- **Assignment**
Please copy every line from the following entries in which the word "foundation" appears.

- **Input data**

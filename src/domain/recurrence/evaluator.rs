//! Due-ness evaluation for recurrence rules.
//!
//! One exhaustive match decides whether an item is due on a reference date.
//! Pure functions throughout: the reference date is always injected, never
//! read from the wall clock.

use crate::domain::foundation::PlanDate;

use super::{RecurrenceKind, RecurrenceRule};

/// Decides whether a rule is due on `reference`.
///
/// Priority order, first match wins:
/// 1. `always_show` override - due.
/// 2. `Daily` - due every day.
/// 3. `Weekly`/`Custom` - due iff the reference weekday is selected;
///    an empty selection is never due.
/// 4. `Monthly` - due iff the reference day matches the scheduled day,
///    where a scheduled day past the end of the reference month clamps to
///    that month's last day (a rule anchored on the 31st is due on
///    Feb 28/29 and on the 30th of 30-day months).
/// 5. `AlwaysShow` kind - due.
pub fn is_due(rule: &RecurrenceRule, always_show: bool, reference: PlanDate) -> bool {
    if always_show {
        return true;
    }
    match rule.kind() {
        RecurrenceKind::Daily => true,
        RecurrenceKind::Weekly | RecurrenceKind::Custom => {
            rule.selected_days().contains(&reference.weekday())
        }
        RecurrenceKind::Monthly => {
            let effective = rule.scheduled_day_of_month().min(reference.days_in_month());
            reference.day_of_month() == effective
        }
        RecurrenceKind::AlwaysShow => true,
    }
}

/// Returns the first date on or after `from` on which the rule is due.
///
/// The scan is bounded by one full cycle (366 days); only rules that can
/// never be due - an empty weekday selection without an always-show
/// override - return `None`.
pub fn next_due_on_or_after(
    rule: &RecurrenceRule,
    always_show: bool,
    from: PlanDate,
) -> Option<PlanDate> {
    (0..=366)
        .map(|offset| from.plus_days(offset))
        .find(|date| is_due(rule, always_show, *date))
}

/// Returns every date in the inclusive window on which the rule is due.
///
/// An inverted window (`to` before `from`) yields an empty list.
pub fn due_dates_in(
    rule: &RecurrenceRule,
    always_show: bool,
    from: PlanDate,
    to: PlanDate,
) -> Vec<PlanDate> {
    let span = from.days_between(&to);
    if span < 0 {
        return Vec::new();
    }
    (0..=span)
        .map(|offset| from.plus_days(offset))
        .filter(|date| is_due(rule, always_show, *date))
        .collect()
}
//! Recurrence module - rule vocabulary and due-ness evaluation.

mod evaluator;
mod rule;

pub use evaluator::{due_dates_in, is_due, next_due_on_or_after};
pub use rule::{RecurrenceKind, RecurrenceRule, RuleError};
==
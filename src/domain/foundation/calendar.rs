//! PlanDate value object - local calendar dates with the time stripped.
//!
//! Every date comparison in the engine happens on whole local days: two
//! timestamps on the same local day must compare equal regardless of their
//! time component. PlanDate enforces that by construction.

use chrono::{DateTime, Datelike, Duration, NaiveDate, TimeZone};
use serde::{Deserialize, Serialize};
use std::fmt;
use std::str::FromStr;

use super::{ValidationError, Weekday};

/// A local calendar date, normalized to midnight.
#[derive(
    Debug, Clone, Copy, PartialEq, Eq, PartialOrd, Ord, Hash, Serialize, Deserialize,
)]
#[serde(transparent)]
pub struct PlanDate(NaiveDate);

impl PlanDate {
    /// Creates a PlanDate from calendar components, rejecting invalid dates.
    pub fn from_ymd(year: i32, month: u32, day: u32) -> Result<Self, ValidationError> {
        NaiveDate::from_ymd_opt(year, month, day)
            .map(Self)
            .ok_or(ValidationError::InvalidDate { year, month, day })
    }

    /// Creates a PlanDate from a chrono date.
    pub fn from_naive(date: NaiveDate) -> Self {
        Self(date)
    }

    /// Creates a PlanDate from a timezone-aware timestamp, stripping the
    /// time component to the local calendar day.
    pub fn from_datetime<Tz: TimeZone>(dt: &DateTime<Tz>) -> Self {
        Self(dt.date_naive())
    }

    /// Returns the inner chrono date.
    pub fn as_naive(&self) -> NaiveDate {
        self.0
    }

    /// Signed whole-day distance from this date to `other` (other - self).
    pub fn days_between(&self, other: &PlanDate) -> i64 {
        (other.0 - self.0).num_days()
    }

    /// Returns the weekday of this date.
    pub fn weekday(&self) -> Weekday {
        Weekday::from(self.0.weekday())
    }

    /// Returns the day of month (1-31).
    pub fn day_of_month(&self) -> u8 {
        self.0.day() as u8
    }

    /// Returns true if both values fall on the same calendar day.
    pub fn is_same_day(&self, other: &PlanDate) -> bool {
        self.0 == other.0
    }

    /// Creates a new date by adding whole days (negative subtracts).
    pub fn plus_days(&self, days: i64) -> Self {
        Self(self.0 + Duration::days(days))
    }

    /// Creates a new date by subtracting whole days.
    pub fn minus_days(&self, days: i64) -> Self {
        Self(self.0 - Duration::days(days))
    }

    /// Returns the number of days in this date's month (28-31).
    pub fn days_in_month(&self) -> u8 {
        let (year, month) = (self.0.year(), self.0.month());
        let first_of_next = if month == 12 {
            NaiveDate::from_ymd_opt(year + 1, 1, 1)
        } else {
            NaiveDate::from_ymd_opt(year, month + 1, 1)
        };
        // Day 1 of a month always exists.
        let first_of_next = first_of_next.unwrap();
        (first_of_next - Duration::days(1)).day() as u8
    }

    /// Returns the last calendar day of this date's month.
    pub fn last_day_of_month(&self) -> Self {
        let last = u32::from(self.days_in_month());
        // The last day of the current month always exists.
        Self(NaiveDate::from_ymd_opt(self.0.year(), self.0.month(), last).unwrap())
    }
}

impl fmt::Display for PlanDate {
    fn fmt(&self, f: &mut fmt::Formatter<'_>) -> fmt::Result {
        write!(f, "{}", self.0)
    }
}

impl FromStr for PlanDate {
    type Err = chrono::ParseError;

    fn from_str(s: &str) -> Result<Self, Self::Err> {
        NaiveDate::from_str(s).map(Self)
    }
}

- **Answer space**
use crate::domain::foundation::PlanDate;
filename src/domain/foundation/calendar.rs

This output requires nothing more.